"Industrial rock" and "lo-fi" do not marry well as concepts -- it takes lotsa cash and lotsa high-tech artillery to grow Nine Inch Nails. So cut the local duo-since-turned-quartet Noise Gate some slack on Figment of My Intoxication, a 10-track DIY affair whipping up atmospheric keyboards, gnarly metal guitars, drum-machine trench warfare, and angst-ridden glam-rock vocals in a sonic kitchen too cramped and ill-equipped to bring the results to fruition. The tunes here alternate between bawdy, broad-chested, Monster Magnet-style dirges and high-concept prog-rock keyboard suites; both require more bombast than two home-recording dudes can possibly muster. The vocals suffer most, as they're tinny and otherworldly and inevitably cringe-worthy, when screaming is required. And screaming is occasionally required.
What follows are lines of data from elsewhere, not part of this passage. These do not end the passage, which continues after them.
use std::fmt::Write;

use chrono::{DateTime, Utc};

use crate::classify::{
    format_metric, metric_band, rank_medal, risk_badge, score_tier, valgus_reading, MetricBand,
    MetricKind, RiskBadge,
};
use crate::metrics::{self, page_count, summarize_by_movement, summarize_events};
use crate::models::{Athlete, JumpEvent, LeaderboardEntry, ScoutedEvent, PLACEHOLDER};
use crate::roster::{placeholder_name, DETAIL_ID_CHARS};
use crate::timestamp::{format_timestamp, time_ago_at};

fn risk_label(event: &JumpEvent) -> String {
    let level = event
        .risk_level
        .map(|r| r.to_string())
        .unwrap_or_else(|| PLACEHOLDER.to_string());
    match risk_badge(event.risk_level) {
        RiskBadge::Safe => level,
        RiskBadge::Danger => format!("**{level}**"),
    }
}

fn movement_label(event: &JumpEvent) -> &str {
    event
        .movement_type
        .as_ref()
        .map(|m| m.as_str())
        .unwrap_or(PLACEHOLDER)
}

fn banded(kind: MetricKind, value: Option<f64>, label: &str) -> String {
    match metric_band(kind, value) {
        MetricBand::Unknown => label.to_string(),
        band => format!("{label} ({band})"),
    }
}

/// One leaderboard line, shared by the report and the CLI.
pub fn leaderboard_line(entry: &LeaderboardEntry, now: DateTime<Utc>) -> String {
    format!(
        "{} {} ({}, {}, {}) score {} [{}] across {} events, valgus {}, {} high-risk, last seen {}",
        rank_medal(entry.rank),
        entry.profile.name,
        entry.profile.position_label(),
        entry.profile.club_label(),
        entry.profile.country_label(),
        entry.score,
        score_tier(Some(entry.score)),
        entry.summary.event_count,
        valgus_reading(entry.summary.avg_valgus_angle).label,
        entry.summary.high_risk_count,
        time_ago_at(&entry.summary.latest, now),
    )
}

/// One event-feed line, shared by the report and the CLI.
pub fn event_line(rank: usize, scouted: &ScoutedEvent) -> String {
    let event = &scouted.event;
    format!(
        "{} {} {} score {} risk {} valgus {} vG {} lG {} rot {} at {}",
        rank_medal(rank),
        scouted.profile.name,
        movement_label(event),
        event
            .efficiency_score
            .map(|s| s.to_string())
            .unwrap_or_else(|| PLACEHOLDER.to_string()),
        risk_label(event),
        valgus_reading(event.valgus_angle).label,
        format_metric(event.peak_vertical_g, 2),
        format_metric(event.peak_lateral_g, 2),
        format_metric(event.peak_rotational_vel, 2),
        format_timestamp(&event.timestamp),
    )
}

pub fn build_report(
    scope: Option<&str>,
    now: DateTime<Utc>,
    entries: &[LeaderboardEntry],
    events: &[ScoutedEvent],
) -> String {
    let raw_events: Vec<JumpEvent> = events.iter().map(|s| s.event.clone()).collect();
    let mix = summarize_by_movement(&raw_events);

    let mut output = String::new();
    let scope_label = scope.unwrap_or("all athletes");

    let _ = writeln!(output, "# Scouting Report");
    let _ = writeln!(
        output,
        "Generated for {} at {}",
        scope_label,
        format_timestamp(&now)
    );
    let _ = writeln!(output);
    let _ = writeln!(output, "## Leaderboard");

    if entries.is_empty() {
        let _ = writeln!(output, "No athletes match these filters.");
    } else {
        for entry in entries.iter().take(10) {
            let _ = writeln!(output, "- {}", leaderboard_line(entry, now));
        }
    }

    let _ = writeln!(output);
    let _ = writeln!(output, "## Movement Mix");

    if mix.is_empty() {
        let _ = writeln!(output, "No events recorded.");
    } else {
        for summary in mix.iter() {
            let _ = writeln!(
                output,
                "- {}: {} events (avg score {:.1})",
                summary
                    .movement_type
                    .map(|m| m.as_str())
                    .unwrap_or(PLACEHOLDER),
                summary.count,
                summary.avg_score
            );
        }
    }

    let mut recent: Vec<&ScoutedEvent> = events.iter().collect();
    recent.sort_by(|a, b| b.event.timestamp.cmp(&a.event.timestamp));
    let _ = writeln!(output);
    let _ = writeln!(output, "## Recent Events");

    if recent.is_empty() {
        let _ = writeln!(output, "No events recorded.");
    } else {
        for scouted in recent.iter().take(5) {
            let _ = writeln!(
                output,
                "- {} ({}) {}: {}",
                scouted.profile.name,
                movement_label(&scouted.event),
                time_ago_at(&scouted.event.timestamp, now),
                scouted.event.tip.as_deref().unwrap_or(PLACEHOLDER)
            );
        }
    }

    output
}

/// Profile header, live averages and one page of history for one athlete.
/// `athlete` may be missing while its record has not arrived yet.
pub fn build_athlete_detail(
    athlete_id: &str,
    athlete: Option<&Athlete>,
    events: &[JumpEvent],
    page: usize,
    now: DateTime<Utc>,
) -> String {
    let mut events = events.to_vec();
    metrics::sort_newest_first(&mut events);
    let summary = summarize_events(&events);
    let tier = score_tier(Some(summary.avg_score));

    let name = athlete
        .map(|a| a.name.clone())
        .filter(|name| !name.is_empty())
        .unwrap_or_else(|| placeholder_name(athlete_id, DETAIL_ID_CHARS));

    let mut output = String::new();
    let _ = writeln!(output, "# {} [{}]", name, tier);

    if let Some(athlete) = athlete {
        let _ = writeln!(
            output,
            "{} | {} | {} | age {} | last active {}",
            athlete.position.map(|p| p.as_str()).unwrap_or(PLACEHOLDER),
            athlete.club.as_deref().unwrap_or(PLACEHOLDER),
            athlete.country.as_deref().unwrap_or(PLACEHOLDER),
            athlete
                .age
                .map(|age| age.to_string())
                .unwrap_or_else(|| PLACEHOLDER.to_string()),
            time_ago_at(&athlete.last_active, now),
        );
    }

    let _ = writeln!(output);
    let _ = writeln!(output, "## Metrics");
    let _ = writeln!(output, "- Efficiency score: {}", summary.avg_score);
    let _ = writeln!(output, "- Events: {}", summary.event_count);
    let cards = [
        (
            MetricKind::ValgusAngle,
            summary.avg_valgus_angle,
            valgus_reading(summary.avg_valgus_angle).label,
        ),
        (
            MetricKind::PeakVerticalG,
            summary.avg_peak_vertical_g,
            format_metric(summary.avg_peak_vertical_g, 2),
        ),
        (
            MetricKind::PeakLateralG,
            summary.avg_peak_lateral_g,
            format_metric(summary.avg_peak_lateral_g, 2),
        ),
        (
            MetricKind::RotationalVelocity,
            summary.avg_peak_rotational_vel,
            format_metric(summary.avg_peak_rotational_vel, 2),
        ),
    ];
    for (kind, value, label) in cards {
        let _ = writeln!(output, "- {}: {}", kind.label(), banded(kind, value, &label));
    }
    let _ = writeln!(output, "- High-risk events: {}", summary.high_risk_count);
    let mix = metrics::risk_mix(&events);
    if mix.total() == 0 {
        let _ = writeln!(output, "- Risk split: No data");
    } else {
        let _ = writeln!(
            output,
            "- Risk split: {}% LOW ({}), {}% HIGH ({})",
            mix.low_pct, mix.low, mix.high_pct, mix.high
        );
    }
    if let Some(latest) = metrics::latest_event(&events, athlete_id) {
        let _ = writeln!(
            output,
            "- Latest: {} {} ({})",
            movement_label(latest),
            time_ago_at(&latest.timestamp, now),
            latest.tip.as_deref().unwrap_or(PLACEHOLDER)
        );
    }

    let _ = writeln!(output);
    let pages = page_count(events.len());
    let _ = writeln!(
        output,
        "## History (page {} of {})",
        page + 1,
        pages.max(1)
    );

    let rows = metrics::page(&events, page);
    if rows.is_empty() {
        let _ = writeln!(output, "No events on this page.");
    } else {
        for event in rows {
            let _ = writeln!(
                output,
                "- {} {} score {} risk {} valgus {}: {}",
                format_timestamp(&event.timestamp),
                movement_label(event),
                event
                    .efficiency_score
                    .map(|s| s.to_string())
                    .unwrap_or_else(|| PLACEHOLDER.to_string()),
                risk_label(event),
                valgus_reading(event.valgus_angle).label,
                event.tip.as_deref().unwrap_or(PLACEHOLDER)
            );
        }
    }

    output
}

#[cfg(test)]
mod tests {
    use super::*;
    use crate::metrics::leaderboard;
    use crate::models::{MovementType, Position, RiskLevel};
    use crate::roster::AthleteIndex;
    use chrono::{Duration, TimeZone};

    fn now() -> DateTime<Utc> {
        Utc.with_ymd_and_hms(2026, 3, 14, 12, 0, 0).unwrap()
    }

    fn athlete() -> Athlete {
        Athlete {
            id: "player-004".to_string(),
            name: "Emma Chen".to_string(),
            age: Some(14),
            position: Some(Position::Midfielder),
            club: Some("Beijing Sports School".to_string()),
            country: Some("China".to_string()),
            last_active: Some(now() - Duration::minutes(20)),
            ..Default::default()
        }
    }

    fn event(minutes_ago: i64, risk: RiskLevel, valgus: f64) -> JumpEvent {
        JumpEvent {
            athlete_id: "player-004".to_string(),
            timestamp: Some(now() - Duration::minutes(minutes_ago)),
            movement_type: Some(MovementType::Landing),
            risk_level: Some(risk),
            valgus_angle: Some(valgus),
            peak_vertical_g: Some(3.5),
            efficiency_score: Some(90),
            tip: Some("Solid deceleration.".to_string()),
            ..Default::default()
        }
    }

    #[test]
    fn report_lists_leaderboard_and_recent_events() {
        let index = AthleteIndex::new(vec![athlete()]);
        let events = vec![event(5, RiskLevel::Low, 6.0), event(90, RiskLevel::High, 16.0)];
        let entries = leaderboard(&index, &events);
        let scouted = index.enrich_all(events);

        let report = build_report(Some("India"), now(), &entries, &scouted);

        assert!(report.starts_with("# Scouting Report"));
        assert!(report.contains("Generated for India at 14 Mar 2026, 12:00"));
        assert!(report.contains("🥇 Emma Chen (Midfielder, Beijing Sports School, China) score 90 [Elite]"));
        assert!(report.contains("valgus 11.0°"));
        assert!(report.contains("- LANDING: 2 events (avg score 90.0)"));
        assert!(report.contains("- Emma Chen (LANDING) 5m ago: Solid deceleration."));
    }

    #[test]
    fn empty_report_says_so() {
        let report = build_report(None, now(), &[], &[]);
        assert!(report.contains("Generated for all athletes"));
        assert!(report.contains("No athletes match these filters."));
        assert!(report.contains("No events recorded."));
    }

    #[test]
    fn detail_tolerates_missing_athlete_record() {
        let events = vec![event(5, RiskLevel::High, 18.3)];
        let detail = build_athlete_detail("player-004", None, &events, 0, now());

        assert!(detail.starts_with("# Athlete player-0 [Elite]"));
        assert!(detail.contains("- Avg valgus: 18.3° (danger)"));
        assert!(detail.contains("- Avg vertical G: 3.50 (good)"));
        assert!(detail.contains("- Avg lateral G: —\n"));
        assert!(detail.contains("- Risk split: 0% LOW (0), 100% HIGH (1)"));
        assert!(detail.contains("risk **HIGH**"));
        assert!(detail.contains("- Latest: LANDING 5m ago (Solid deceleration.)"));
        assert!(detail.contains("## History (page 1 of 1)"));
    }

    #[test]
    fn detail_shows_profile_when_present() {
        let athlete = athlete();
        let detail = build_athlete_detail(&athlete.id, Some(&athlete), &[], 0, now());
        assert!(detail.contains("Midfielder | Beijing Sports School | China | age 14 | last active 20m ago"));
        assert!(detail.contains("- Avg valgus: —\n"));
        assert!(detail.contains("- Risk split: No data"));
        assert!(detail.contains("No events on this page."));
    }

    #[test]
    fn event_lines_use_placeholders() {
        let scouted = ScoutedEvent {
            event: JumpEvent {
                athlete_id: "ghost".to_string(),
                ..Default::default()
            },
            profile: AthleteIndex::default().profile("ghost", 6),
        };
        let line = event_line(4, &scouted);
        assert_eq!(
            line,
            "#4 Athlete ghost — score — risk **—** valgus — vG — lG — rot — at —"
        );
    }
}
But imagine a few of these tunes writ large, and they grow on ya, the little buggers. "Road Rage" is a vaguely amusing, quasi-rap assault on bad drivers that recalls DJ Jazzy Jeff and the Fresh Prince's "You Saw My Blinker, Bitch." The title track sneaks an eerie piano/synth duet into a standard metal-angst hoedown, and "No One Listening" follows a boppy pop chorus with a bongo breakdown. But any histrionic screaming fit kills the mood, and the bizarre, ill-advised, bluesy swamp rock that sneaks into the record's second half doesn't make any thematic sense.
Still, Noise Gate condenses different styles, moods, and concepts onto one disc, and the band never lingers on anything long enough to totally botch it. Set the boys loose in a fortified, industrial-rock studio compound with a Pearl Harbor-sized bankroll, and we'll let 'em scream all they want.